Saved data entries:
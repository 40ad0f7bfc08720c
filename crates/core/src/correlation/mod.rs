//! Cross-entity correlation
//!
//! Pure functions over already-fetched records. Nothing in this module
//! performs I/O; callers hand in the candidate sets explicitly.

pub mod figures;
pub mod links;

pub use figures::{
    classify_payment_type, merge_summaries, quotation_ledger, PaymentSummary, PaymentType,
    QuotationLedger, SettlementStatus,
};
pub use links::{
    get_cancel_request, has_approved_pi, has_pending_cancel_request, resolve_payment_pi,
    resolve_payment_quotation, sort_pi_revisions,
};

_WORK INSTRUCTIONS:_
Return all of the data above exactly, leaving out no line.

_ANSWER SECTION:_
repository 40ad0f7bfc08720c
filename crates/core/src/correlation/mod.rs
//! Cross-entity correlation
//!
//! Pure functions over already-fetched records. Nothing in this module
//! performs I/O; callers hand in the candidate sets explicitly.

pub mod figures;
pub mod links;

pub use figures::{
    classify_payment_type, merge_summaries, quotation_ledger, PaymentSummary, PaymentType,
    QuotationLedger, SettlementStatus,
};
pub use links::{
    get_cancel_request, has_approved_pi, has_pending_cancel_request, resolve_payment_pi,
    resolve_payment_quotation, sort_pi_revisions,
};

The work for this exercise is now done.